A Palazzolo Acreide, il borgo siracusano arrivato secondo alla maratona televisiva su Rai3 “Borgo dei borghi 2020”, non tutti hanno preso bene la sconfitta. La giuria popolare aveva premiato la cittadina siciliana: 42% per Palazzolo Acreide contro il 27% di Bobbio Penice (nella foto) placidamente adagiato in val Trebbia, nell’Appennino piacentino. Quel voto poteva essere ribaltato solamente dalla giuria e così è stato: i tre giurati hanno votato all’unanimità Bobbio, rendendo così nullo quanto scelto dal pubblico. Nel mirino è finito Philippe Daverio, presidente della giuria, critico d’arte, docente, personaggio televisivo e politico.

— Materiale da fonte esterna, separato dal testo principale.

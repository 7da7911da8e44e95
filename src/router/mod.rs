//! Local Command Router
//!
//! Answers commands addressed to this bridge's own module without a trip
//! to the downstream service. Messages for other modules, and commands
//! with no registered handler, are left alone.

use std::collections::HashMap;
use std::fmt;
use std::sync::Arc;

use tracing::{debug, error, warn};

use crate::client::PubSub;
use crate::message::Message;
use crate::protocol::QoS;

/// Error returned by a command handler
#[derive(Debug, Clone, PartialEq, Eq)]
pub enum CommandError {
    /// Arguments were missing or malformed
    InvalidArgs(String),
    /// The handler ran but failed
    Failed(String),
}

impl fmt::Display for CommandError {
    fn fmt(&self, f: &mut fmt::Formatter<'_>) -> fmt::Result {
        match self {
            CommandError::InvalidArgs(msg) => write!(f, "Invalid arguments: {}", msg),
            CommandError::Failed(msg) => write!(f, "Command failed: {}", msg),
        }
    }
}

impl std::error::Error for CommandError {}

/// A local command handler
pub type CommandHandler = Arc<dyn Fn(&Message) -> Result<String, CommandError> + Send + Sync>;

/// Dispatches messages to local handlers by command name
#[derive(Clone)]
pub struct CommandRouter {
    module: String,
    handlers: HashMap<String, CommandHandler>,
}

impl CommandRouter {
    pub fn new(module: impl Into<String>) -> Self {
        Self {
            module: module.into(),
            handlers: HashMap::new(),
        }
    }

    /// Router with the built-in `test` command registered
    pub fn with_builtins(module: impl Into<String>) -> Self {
        let mut router = Self::new(module);
        router.register("test", |_| Ok("testing".to_string()));
        router
    }

    pub fn module(&self) -> &str {
        &self.module
    }

    /// Register a handler, replacing any previous one for `command`
    pub fn register<F>(&mut self, command: impl Into<String>, handler: F)
    where
        F: Fn(&Message) -> Result<String, CommandError> + Send + Sync + 'static,
    {
        self.handlers.insert(command.into(), Arc::new(handler));
    }

    /// Run the handler for `message`, if it is addressed here and one is registered.
    ///
    /// `None` means the message is not handled locally.
    pub fn dispatch(&self, message: &Message) -> Option<Result<String, CommandError>> {
        if message.module != self.module {
            return None;
        }
        let handler = self.handlers.get(&message.command)?;
        Some(handler(message))
    }

    /// Answer commands arriving on `input_topic` with replies on `output_topic`.
    ///
    /// Runs until the subscription ends.
    pub async fn serve<P>(self, pubsub: Arc<P>, input_topic: &str, output_topic: &str)
    where
        P: PubSub + ?Sized,
    {
        let mut subscription = match pubsub.subscribe(input_topic, QoS::AtMostOnce).await {
            Ok(subscription) => subscription,
            Err(e) => {
                error!("Command router failed to subscribe to '{}': {}", input_topic, e);
                return;
            }
        };
        debug!("Command router listening on '{}'", input_topic);

        while let Some(inbound) = subscription.recv().await {
            let message = match Message::decode(&inbound.payload) {
                Ok(message) => message,
                Err(e) => {
                    warn!("Dropping undecodable message on '{}': {}", inbound.topic, e);
                    continue;
                }
            };

            let text = match self.dispatch(&message) {
                None => {
                    debug!(
                        "Not handled locally: module '{}' command '{}'",
                        message.module, message.command
                    );
                    continue;
                }
                Some(Err(e)) => {
                    error!("Command '{}' failed: {}", message.command, e);
                    continue;
                }
                Some(Ok(text)) => text,
            };

            let reply = message.reply(&self.module, text);
            if let Err(e) = pubsub
                .publish(output_topic, QoS::AtMostOnce, false, reply.encode())
                .await
            {
                error!("Failed to publish reply to '{}': {}", message.command, e);
            }
        }

        debug!("Command router stopped");
    }
}

impl fmt::Debug for CommandRouter {
    fn fmt(&self, f: &mut fmt::Formatter<'_>) -> fmt::Result {
        let mut commands: Vec<&String> = self.handlers.keys().collect();
        commands.sort();
        f.debug_struct("CommandRouter")
            .field("module", &self.module)
            .field("commands", &commands)
            .finish()
    }
}

#[cfg(test)]
mod tests {
    use super::*;
    use crate::bridge::tests::FakePubSub;
    use pretty_assertions::assert_eq;

    #[test]
    fn test_builtin_test_command() {
        let router = CommandRouter::with_builtins("mqttbroker");
        let message = Message::new("mqttbroker").with_command("test");

        assert_eq!(router.dispatch(&message), Some(Ok("testing".to_string())));
    }

    #[test]
    fn test_unknown_command_not_handled() {
        let router = CommandRouter::with_builtins("mqttbroker");
        let message = Message::new("mqttbroker").with_command("weather");

        assert_eq!(router.dispatch(&message), None);
    }

    #[test]
    fn test_foreign_module_not_handled() {
        let router = CommandRouter::with_builtins("mqttbroker");
        let message = Message::new("gowon").with_command("test");

        assert_eq!(router.dispatch(&message), None);
    }

    #[test]
    fn test_register_overwrites() {
        let mut router = CommandRouter::with_builtins("m");
        router.register("test", |msg| Ok(format!("args: {}", msg.args.join(","))));

        let message = Message::new("m").with_command("test").with_args(["a", "b"]);
        assert_eq!(router.dispatch(&message), Some(Ok("args: a,b".to_string())));
    }

    #[test]
    fn test_handler_error_is_returned() {
        let mut router = CommandRouter::new("m");
        router.register("fail", |_| Err(CommandError::Failed("boom".to_string())));

        let message = Message::new("m").with_command("fail");
        assert_eq!(
            router.dispatch(&message),
            Some(Err(CommandError::Failed("boom".to_string())))
        );
    }

    #[tokio::test]
    async fn test_serve_replies_on_output_topic() {
        let pubsub = Arc::new(FakePubSub::default());
        let router = CommandRouter::with_builtins("mqttbroker");

        let handle = tokio::spawn(router.serve(pubsub.clone(), "/gowon/input", "/gowon/output"));
        let input = pubsub.wait_for_subscriber("/gowon/input").await;

        // Foreign module, unknown command and garbage are all ignored
        input.deliver(&Message::new("gowon").with_command("test").encode());
        input.deliver(&Message::new("mqttbroker").with_command("nope").encode());
        input.deliver(b"not json");
        input.deliver(
            &Message::new("mqttbroker")
                .with_command("test")
                .with_dest("#chan")
                .encode(),
        );

        let (topic, payload) = pubsub.next_publish().await;
        assert_eq!(topic, "/gowon/output");
        let reply = Message::decode(&payload).unwrap();
        assert_eq!(
            reply,
            Message::new("mqttbroker").with_dest("#chan").with_msg("testing")
        );

        drop(input);
        handle.await.unwrap();
        assert_eq!(pubsub.published().len(), 1);
    }
}
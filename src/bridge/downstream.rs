//! Client for the downstream command service

use std::fmt;
use std::time::Duration;

use async_trait::async_trait;
use tracing::debug;

use crate::message::Message;

/// Error talking to the command service
#[derive(Debug, Clone, PartialEq, Eq)]
pub enum DownstreamError {
    /// Request could not be sent or the response not read
    Transport(String),
    /// Service answered with a non-success status
    Status { status: u16, command: String },
    /// Service answered 2xx with something that is not a message
    InvalidResponse(String),
}

impl fmt::Display for DownstreamError {
    fn fmt(&self, f: &mut fmt::Formatter<'_>) -> fmt::Result {
        match self {
            DownstreamError::Transport(msg) => write!(f, "Transport error: {}", msg),
            DownstreamError::Status { status, command } => {
                write!(f, "Status {} for command '{}'", status, command)
            }
            DownstreamError::InvalidResponse(msg) => write!(f, "Invalid response: {}", msg),
        }
    }
}

impl std::error::Error for DownstreamError {}

/// The command-processing service messages are forwarded to
#[async_trait]
pub trait Downstream: Send + Sync {
    /// Deliver one message and return the service's reply
    async fn send(&self, message: &Message) -> Result<Message, DownstreamError>;
}

/// [`Downstream`] reached over HTTP at `POST {host}/message`
#[derive(Debug, Clone)]
pub struct HttpDownstream {
    client: reqwest::Client,
    url: String,
}

impl HttpDownstream {
    pub fn new(host: &str, timeout: Duration) -> Result<Self, DownstreamError> {
        let client = reqwest::Client::builder()
            .timeout(timeout)
            .build()
            .map_err(|e| DownstreamError::Transport(e.to_string()))?;

        Ok(Self {
            client,
            url: format!("{}/message", host.trim_end_matches('/')),
        })
    }

    pub fn url(&self) -> &str {
        &self.url
    }
}

#[async_trait]
impl Downstream for HttpDownstream {
    async fn send(&self, message: &Message) -> Result<Message, DownstreamError> {
        debug!("POST {} (command '{}')", self.url, message.command);

        let response = self
            .client
            .post(&self.url)
            .json(message)
            .send()
            .await
            .map_err(|e| DownstreamError::Transport(e.to_string()))?;

        let status = response.status();
        if !status.is_success() {
            return Err(DownstreamError::Status {
                status: status.as_u16(),
                command: message.command.clone(),
            });
        }

        let body = response
            .bytes()
            .await
            .map_err(|e| DownstreamError::Transport(e.to_string()))?;
        Message::decode(&body).map_err(|e| DownstreamError::InvalidResponse(e.to_string()))
    }
}

#[cfg(test)]
mod tests {
    use super::*;

    #[test]
    fn test_url_joins_host_and_path() {
        let downstream = HttpDownstream::new("http://gowon:8080", Duration::from_secs(1)).unwrap();
        assert_eq!(downstream.url(), "http://gowon:8080/message");

        let downstream = HttpDownstream::new("http://gowon:8080/", Duration::from_secs(1)).unwrap();
        assert_eq!(downstream.url(), "http://gowon:8080/message");
    }

    #[test]
    fn test_status_error_names_command() {
        let err = DownstreamError::Status {
            status: 502,
            command: "weather".to_string(),
        };
        assert_eq!(err.to_string(), "Status 502 for command 'weather'");
    }
}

Secondo Salvatore Gallo, sindaco di Palazzolo, Daverio si trovava però in un grande conflitto di interesse avendo da poco ricevuto la cittadinanza onoraria proprio di Bobbio per la “visibilità e valorizzazione data alla città attraverso testate giornalistiche e reti televisive”. Quindi – secondo i cittadini di Palazzolo – non sarebbe stato del tutto imparziale nella decisione. Ora il sindaco Salvatore Gallo ha chiesto di essere ascoltato in Vigilanza Rai per esprimere i suoi dubbi sulla giuria e sul voto. Al primo cittadino ha fatto eco l’assessore al Turismo della Regione Sicilia Manlio Messina. Insomma, la guerra dei borghi continua.